Your task: Report the number of lines in the data where the word "Smithsonian" appears, and add no other text.

Data:
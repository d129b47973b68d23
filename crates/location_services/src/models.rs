//! Location services data models
//!
//! Typed representations of geocoding candidates and routing directions as
//! returned by the geocode and route services.

use std::fmt;

use domain::Coordinate;
use serde::{Deserialize, Serialize};

/// One ranked result from a geocode or place search
#[derive(Debug, Clone, Serialize, Deserialize, PartialEq)]
pub struct Candidate {
    /// Name of the place (`PlaceName` attribute)
    #[serde(skip_serializing_if = "Option::is_none")]
    pub place_name: Option<String>,
    /// Street address (`Place_addr`, falling back to the matched address)
    #[serde(skip_serializing_if = "Option::is_none")]
    pub address: Option<String>,
    /// Phone number
    #[serde(skip_serializing_if = "Option::is_none")]
    pub phone: Option<String>,
    /// Web site
    #[serde(skip_serializing_if = "Option::is_none")]
    pub url: Option<String>,
    /// Place category (`Type` attribute, e.g. "Museum")
    #[serde(skip_serializing_if = "Option::is_none")]
    pub place_type: Option<String>,
    /// Match score (0-100)
    #[serde(skip_serializing_if = "Option::is_none")]
    pub score: Option<f64>,
    /// Location of the candidate
    pub location: Coordinate,
}

impl Candidate {
    /// Create a candidate with only a location
    #[must_use]
    pub const fn at(location: Coordinate) -> Self {
        Self {
            place_name: None,
            address: None,
            phone: None,
            url: None,
            place_type: None,
            score: None,
            location,
        }
    }

    /// Set the place name
    #[must_use]
    pub fn with_place_name(mut self, name: impl Into<String>) -> Self {
        self.place_name = Some(name.into());
        self
    }

    /// Set the address
    #[must_use]
    pub fn with_address(mut self, address: impl Into<String>) -> Self {
        self.address = Some(address.into());
        self
    }

    /// Multi-line description: name and type, address, phone and URL
    #[must_use]
    pub fn format_detail(&self) -> String {
        let name = self.place_name.as_deref().unwrap_or("Unnamed place");
        let kind = self.place_type.as_deref().unwrap_or("unknown");
        let address = self.address.as_deref().unwrap_or_default();
        let phone = self.phone.as_deref().unwrap_or_default();
        let url = self.url.as_deref().unwrap_or_default();

        format!("{name} ({kind})\n{address}\n{phone} {url}")
    }
}

impl fmt::Display for Candidate {
    fn fmt(&self, f: &mut fmt::Formatter<'_>) -> fmt::Result {
        match (&self.place_name, &self.address) {
            (Some(name), Some(address)) => write!(f, "{name}, {address}"),
            (Some(name), None) => write!(f, "{name}"),
            (None, Some(address)) => write!(f, "{address}"),
            (None, None) => write!(f, "{}", self.location),
        }
    }
}

/// Aggregate figures for a solved route
#[derive(Debug, Clone, Serialize, Deserialize, PartialEq)]
pub struct RouteSummary {
    /// Route name assigned by the service (e.g. "Location 1 - Location 2")
    #[serde(skip_serializing_if = "Option::is_none")]
    pub route_name: Option<String>,
    /// Total length in the configured length unit
    pub total_length: f64,
    /// Total time in minutes
    pub total_time: f64,
    /// Driving time in minutes, excluding stop service time
    #[serde(skip_serializing_if = "Option::is_none")]
    pub total_drive_time: Option<f64>,
}

impl fmt::Display for RouteSummary {
    fn fmt(&self, f: &mut fmt::Formatter<'_>) -> fmt::Result {
        if let Some(name) = &self.route_name {
            write!(f, "{name}: ")?;
        }
        write!(f, "{:.2} ({:.1} min)", self.total_length, self.total_time)
    }
}

/// One directive of turn-by-turn directions
#[derive(Debug, Clone, Serialize, Deserialize, PartialEq)]
pub struct RouteStep {
    /// Instruction text (e.g. "Turn left on 15th St NW")
    #[serde(skip_serializing_if = "Option::is_none")]
    pub text: Option<String>,
    /// Length of this step in the configured length unit
    pub length: f64,
    /// Time for this step in minutes
    pub time: f64,
    /// Maneuver classification (e.g. `esriDMTTurnLeft`)
    #[serde(skip_serializing_if = "Option::is_none")]
    pub maneuver_type: Option<String>,
    /// Compressed geometry string of the step
    #[serde(skip_serializing_if = "Option::is_none")]
    pub geometry: Option<String>,
}

/// Result of a successful route solve
#[derive(Debug, Clone, Serialize, Deserialize, PartialEq)]
pub struct Directions {
    /// Route totals
    pub summary: RouteSummary,
    /// Ordered turn-by-turn steps
    pub steps: Vec<RouteStep>,
}

impl Directions {
    /// Instruction texts in order, skipping steps without text
    pub fn instructions(&self) -> impl Iterator<Item = &str> {
        self.steps.iter().filter_map(|s| s.text.as_deref())
    }
}
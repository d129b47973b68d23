//! Place search
//!
//! Finds points of interest of given categories around a location. Uses the
//! same `findAddressCandidates` operation as geocoding, with an empty text
//! query and a category/location filter.

use std::sync::Arc;

use async_trait::async_trait;
use domain::Coordinate;
use tracing::instrument;

use crate::config::LocationServicesConfig;
use crate::error::GeocodeError;
use crate::geocoding::{GeocodeOptions, GeocodingClient};
use crate::models::Candidate;
use crate::transport::Transport;

/// Categories searched when none are given
pub const DEFAULT_CATEGORIES: [&str; 3] = ["Landmark", "Historical Monument", "Museum"];

/// Number of places returned when no limit is given
pub const DEFAULT_LIMIT: u32 = 10;

/// Attribute fields requested for place results
pub const PLACE_OUT_FIELDS: &str = "PlaceName,Place_addr,Phone,URL,Type";

/// Trait for place search clients
#[async_trait]
pub trait PlaceFinder: Send + Sync {
    /// Find places of the given categories near a location
    ///
    /// An empty category list, a missing location or a missing limit fall
    /// back to [`DEFAULT_CATEGORIES`], [`Coordinate::washington_dc`] and
    /// [`DEFAULT_LIMIT`].
    async fn find_places(
        &self,
        categories: &[String],
        near: Option<Coordinate>,
        limit: Option<u32>,
    ) -> Result<Vec<Candidate>, GeocodeError>;
}

/// Place search backed by the geocode server
#[derive(Debug, Clone)]
pub struct PlaceSearchClient {
    geocoder: GeocodingClient,
}

impl PlaceSearchClient {
    /// Create a new place search client
    pub fn new(transport: Arc<dyn Transport>, config: &LocationServicesConfig) -> Self {
        Self {
            geocoder: GeocodingClient::new(transport, config),
        }
    }

    /// Build the search options, applying defaults
    fn search_options(
        categories: &[String],
        near: Option<Coordinate>,
        limit: Option<u32>,
    ) -> GeocodeOptions {
        let category = if categories.is_empty() {
            DEFAULT_CATEGORIES.join(",")
        } else {
            categories.join(",")
        };

        GeocodeOptions {
            category: Some(category),
            out_fields: Some(PLACE_OUT_FIELDS.to_string()),
            max_locations: Some(limit.unwrap_or(DEFAULT_LIMIT)),
            location: Some(near.unwrap_or_else(Coordinate::washington_dc)),
        }
    }
}

#[async_trait]
impl PlaceFinder for PlaceSearchClient {
    #[instrument(skip(self))]
    async fn find_places(
        &self,
        categories: &[String],
        near: Option<Coordinate>,
        limit: Option<u32>,
    ) -> Result<Vec<Candidate>, GeocodeError> {
        let options = Self::search_options(categories, near, limit);
        self.geocoder.find_candidates("", &options).await
    }
}

#[cfg(test)]
mod tests {
    use serde_json::json;

    use super::*;
    use crate::error::TransportError;
    use crate::transport::MockTransport;

    fn client(transport: MockTransport) -> PlaceSearchClient {
        PlaceSearchClient::new(Arc::new(transport), &LocationServicesConfig::for_testing())
    }

    #[test]
    fn test_defaults_applied() {
        let options = PlaceSearchClient::search_options(&[], None, None);
        assert_eq!(
            options.category.as_deref(),
            Some("Landmark,Historical Monument,Museum")
        );
        assert_eq!(options.max_locations, Some(10));
        assert_eq!(options.location, Some(Coordinate::washington_dc()));
        assert_eq!(options.out_fields.as_deref(), Some(PLACE_OUT_FIELDS));
    }

    #[test]
    fn test_explicit_arguments_win() {
        let near = Coordinate::new_unchecked(-0.1278, 51.5074);
        let options = PlaceSearchClient::search_options(
            &["Coffee Shop".to_string(), "Bakery".to_string()],
            Some(near),
            Some(3),
        );
        assert_eq!(options.category.as_deref(), Some("Coffee Shop,Bakery"));
        assert_eq!(options.max_locations, Some(3));
        assert_eq!(options.location, Some(near));
    }

    #[tokio::test]
    async fn test_find_places_sends_empty_single_line() {
        let expected_location = Coordinate::washington_dc().to_string();
        let mut transport = MockTransport::new();
        transport
            .expect_send()
            .withf(move |req| {
                req.param_value("singleLine") == Some("")
                    && req.param_value("category") == Some("Landmark,Historical Monument,Museum")
                    && req.param_value("maxLocations") == Some("10")
                    && req.param_value("location") == Some(expected_location.as_str())
            })
            .times(1)
            .returning(|_| {
                Ok(json!({
                    "candidates": [
                        {
                            "address": "Smithsonian American Art Museum",
                            "location": { "x": -77.0229, "y": 38.8979 },
                            "score": 100,
                            "attributes": {
                                "PlaceName": "Smithsonian American Art Museum",
                                "Place_addr": "800 F St NW, Washington, District of Columbia, 20004",
                                "Phone": "(202) 633-7970",
                                "URL": "https://americanart.si.edu",
                                "Type": "Museum"
                            }
                        },
                        {
                            "address": "Ford's Theatre",
                            "location": { "x": -77.0258, "y": 38.8967 },
                            "score": 100,
                            "attributes": { "PlaceName": "Ford's Theatre", "Type": "Historical Monument" }
                        }
                    ]
                }))
            });

        let places = client(transport).find_places(&[], None, None).await.unwrap();
        assert_eq!(places.len(), 2);
        assert_eq!(places[0].place_type.as_deref(), Some("Museum"));
        assert_eq!(places[1].place_name.as_deref(), Some("Ford's Theatre"));
    }

    #[tokio::test]
    async fn test_find_places_error() {
        let mut transport = MockTransport::new();
        transport
            .expect_send()
            .times(1)
            .returning(|_| Err(TransportError::ConnectionFailed("refused".to_string())));

        let result = client(transport).find_places(&[], None, Some(5)).await;
        assert!(matches!(result, Err(GeocodeError::Transport(_))));
    }
}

Your response: 2